(What you need to do) All lines in the material with the string "radians" should be listed.
++++++
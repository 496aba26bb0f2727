//! Pure geometry over normalized image coordinates.
//!
//! Coordinates are image-relative in `[0, 1]` with `y` growing downward.
//! `z` is optional depth; 2D sources leave it at zero.

use serde::{Deserialize, Serialize};

/// Vectors shorter than this are treated as degenerate (coincident joints).
const MIN_SEGMENT_LENGTH: f64 = 1e-6;

#[derive(Debug, Clone, Copy, PartialEq, Default, Serialize, Deserialize)]
pub struct Point {
    pub x: f64,
    pub y: f64,
    #[serde(default)]
    pub z: f64,
}

impl Point {
    pub fn new(x: f64, y: f64) -> Self {
        Self { x, y, z: 0.0 }
    }

    pub fn with_depth(x: f64, y: f64, z: f64) -> Self {
        Self { x, y, z }
    }

    fn sub(self, other: Point) -> [f64; 3] {
        [self.x - other.x, self.y - other.y, self.z - other.z]
    }
}

fn dot(a: [f64; 3], b: [f64; 3]) -> f64 {
    a[0] * b[0] + a[1] * b[1] + a[2] * b[2]
}

fn cross(a: [f64; 3], b: [f64; 3]) -> [f64; 3] {
    [
        a[1] * b[2] - a[2] * b[1],
        a[2] * b[0] - a[0] * b[2],
        a[0] * b[1] - a[1] * b[0],
    ]
}

fn norm(v: [f64; 3]) -> f64 {
    dot(v, v).sqrt()
}

/// Angle at vertex `b` between the rays `b→a` and `b→c`, in degrees `[0, 180]`.
///
/// Uses `atan2(|cross|, dot)` rather than `acos` of the normalized dot
/// product, which stays well conditioned near 0° and 180°. Returns `None`
/// when either ray has zero length.
pub fn angle(a: Point, b: Point, c: Point) -> Option<f64> {
    let ba = a.sub(b);
    let bc = c.sub(b);
    if norm(ba) < MIN_SEGMENT_LENGTH || norm(bc) < MIN_SEGMENT_LENGTH {
        return None;
    }

    let radians = norm(cross(ba, bc)).atan2(dot(ba, bc));
    Some(radians.abs().to_degrees())
}

/// Euclidean distance.
pub fn distance(a: Point, b: Point) -> f64 {
    norm(b.sub(a))
}

pub fn midpoint(a: Point, b: Point) -> Point {
    Point {
        x: (a.x + b.x) / 2.0,
        y: (a.y + b.y) / 2.0,
        z: (a.z + b.z) / 2.0,
    }
}

/// Inclination of the segment `from→to` above the horizontal image axis, in
/// degrees `[0, 90]`. A torso lying flat reads ~0°, an upright torso ~90°.
pub fn inclination(from: Point, to: Point) -> Option<f64> {
    let dx = (to.x - from.x).abs();
    let dy = (to.y - from.y).abs();
    if dx.hypot(dy) < MIN_SEGMENT_LENGTH {
        return None;
    }
    Some(dy.atan2(dx).to_degrees())
}

/// Signed vertical offset of `p` from the straight line through `a` and `c`,
/// measured at `p.x`. Positive means `p` lies below the line (larger `y`).
/// Falls back to the midpoint height when the line is vertical.
pub fn offset_below_line(a: Point, c: Point, p: Point) -> f64 {
    let dx = c.x - a.x;
    let line_y = if dx.abs() < MIN_SEGMENT_LENGTH {
        (a.y + c.y) / 2.0
    } else {
        a.y + (c.y - a.y) * (p.x - a.x) / dx
    };
    p.y - line_y
}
++++++
(Answer below)
    let radians = norm(cross(ba, bc)).atan2(dot(ba, bc));
    Some(radians.abs().to_degrees())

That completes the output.